Optional boolean indicating whether or not to use four-bit quantization from bitsandbytes. When available, will typically decrease memory usage and increase inference speed. If you observe degraded performance, try eight-bit quanitization instead. Defaults to False.

False
max_new_tokens Optional[int]

A limit on the number of new tokens to generate. You will usually want to set this yourself based on your application. Defaults to 16.

16
do_sample Optional[bool]

Optional boolean to control decoding strategy. If set to true, allows use of non-default generation strategy. Defaults to False.

False
top_p Optional[float]

Optional float to control use of nucleus sampling. If the value is strictly between 0 and 1, nucleus sampling is activated.

1.0
torch_dtype dtype

The dtype to use for torch tensors. Defaults to torch.float16. You may need to change this depending on your quantization choices.

float16
use_flash_attn_2 Optional[bool]

Optional bool controlling whether or not to use Flash Attention 2. Defaults to False in case you haven't installed flash attention.

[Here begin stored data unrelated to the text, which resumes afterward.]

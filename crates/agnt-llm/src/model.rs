use crate::request::GenerateRequest;
use crate::response::Response;

/// A concrete, type-erased language model handle.
///
/// Wraps a [`LanguageModelBackend`] so callers never need generics.
pub struct LanguageModel {
    inner: Box<dyn LanguageModelBackend>,
}

impl LanguageModel {
    /// Wrap any backend implementation into a model.
    pub fn new(backend: impl LanguageModelBackend + 'static) -> Self {
        Self {
            inner: Box::new(backend),
        }
    }

    /// The model identifier (e.g. `"gpt-5"`, `"claude-sonnet-4-5"`).
    pub fn model_id(&self) -> &str {
        self.inner.model_id()
    }

    /// The provider name this model belongs to.
    pub fn provider(&self) -> &str {
        self.inner.provider()
    }

    /// Generate a streaming response.
    pub fn generate(&self, request: impl Into<GenerateRequest>) -> Response {
        self.inner.generate(request.into())
    }
}

/// Trait that provider crates implement for a specific model.
pub trait LanguageModelBackend: Send + Sync {
    fn model_id(&self) -> &str;
    fn provider(&self) -> &str;
    fn generate(&self, request: GenerateRequest) -> Response;
}
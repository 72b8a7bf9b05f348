pub mod error;
pub mod model;
pub mod provider;
pub mod request;
pub mod response;
pub mod stream;

pub use error::Error;
pub use model::{LanguageModel, LanguageModelBackend};
pub use provider::{LanguageModelProvider, LanguageModelProviderBackend};
pub mod describe;

pub use describe::Describe;
pub use request::{
    AssistantPart, GenerateOptions, GenerateRequest, ImagePart, Message, Property, ReasoningPart,
    RequestBuilder, Schema, SystemPart, TextPart, ToolCallPart, ToolChoice, ToolDefinition,
    ToolResultPart, UserPart, request,
};
pub use response::{GenerateResult, Response};
pub use stream::{FinishReason, StreamEvent, Usage};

Substantially speeds up inference.

False
Source code in src/dendron/actions/causal_lm_action.py
@dataclass
class CausalLMActionConfig:
    """
    Configuration for a CausalLMAction.

    The options in this object control what Hugging Face model is used,
    how the node interacts with the blackboard, and what decoding strategy
    is used. If you want a refresher on decoding strategies, check out 
    this blog post: https://huggingface.co/blog/how-to-generate.

    Args:
        model_name (str):
            The name of the model to use. This should be a valid name
            corresponding to a Hugging Face model name (including the user
            name).
        auto_load (Optional[bool]):
            An optional boolean indicating whether or not to automatically 
            load model either from disk or the Hugging Face hub. If `False`,
            the user is responsible for ensuring that a model is loaded
            before the first `tick()` is triggered. Defaults to `True`.
        input_key (Optional[str]):
            The blackboard key to use for writing and reading the prompt that 
            this node will consume. Defaults to "in".
        output_key (Optional[str]):
            The blackboard key to use for writing and reading the text generated
            by this node. Defaults to "out".
        device (Optional[str]):
            The device that should be used with the model. Examples include
            "cpu", "cuda", and "auto". Defaults to "auto".
        load_in_8bit (Optional[bool]):
            Optional boolean indicating whether or not to use eight-bit quantization
            from bitsandbytes. When available, will typically decrease memory usage
            and increase inference speed. Defaults to `False`.
        load_in_4bit (Optional[bool]):
            Optional boolean indicating whether or not to use four-bit quantization
            from bitsandbytes. When available, will typically decrease memory usage
            and increase inference speed. If you observe degraded performance, try
            eight-bit quanitization instead. Defaults to `False`.
        max_new_tokens (Optional[int]):
            A limit on the number of new tokens to generate. You will usually want
            to set this yourself based on your application. Defaults to 16.
        do_sample (Optional[bool]):
            Optional boolean to control decoding strategy. If set to true, allows use
            of non-default generation strategy. Defaults to `False`.
        top_p (Optional[float]):
            Optional float to control use of nucleus sampling. If the value is strictly
            between 0 and 1, nucleus sampling is activated.
        torch_dtype (torch.dtype):
            The dtype to use for torch tensors. Defaults to `torch.float16`. You may
            need to change this depending on your quantization choices.
        use_flash_attn_2 (Optional[bool]):
            Optional bool controlling whether or not to use Flash Attention 2. Defaults
            to `False` in case you haven't installed flash attention. Substantially
            speeds up inference. 
    """
    model_name : str
    auto_load : Optional[bool] = field(
        default = True
    )
    input_key : Optional[str] = field(
        default = "in"
    )
    output_key : Optional[str] = field(
        default = "out"
    )
    device : Optional[str] = field(
        default = "auto"
    )
    load_in_8bit : Optional[bool] = field(
        default = False
    )
    load_in_4bit : Optional[bool] = field(
        default = False
    )
    max_new_tokens : Optional[int] = field(
        default = 16
    )
    do_sample : Optional[bool] = field(
        default = False
    )
    top_p : Optional[float] = field(
        default = 1.0
    )
    torch_dtype : Optional[torch.dtype] = field(
        default=torch.float16
    )
    use_flash_attn_2 : Optional[bool] = field(
        default = False
    )

dendron.actions.causal_lm_action.CausalLMAction

Bases: ActionNode

An action node that uses a causal language model to generate some text based on a prompt contained in the node's blackboard.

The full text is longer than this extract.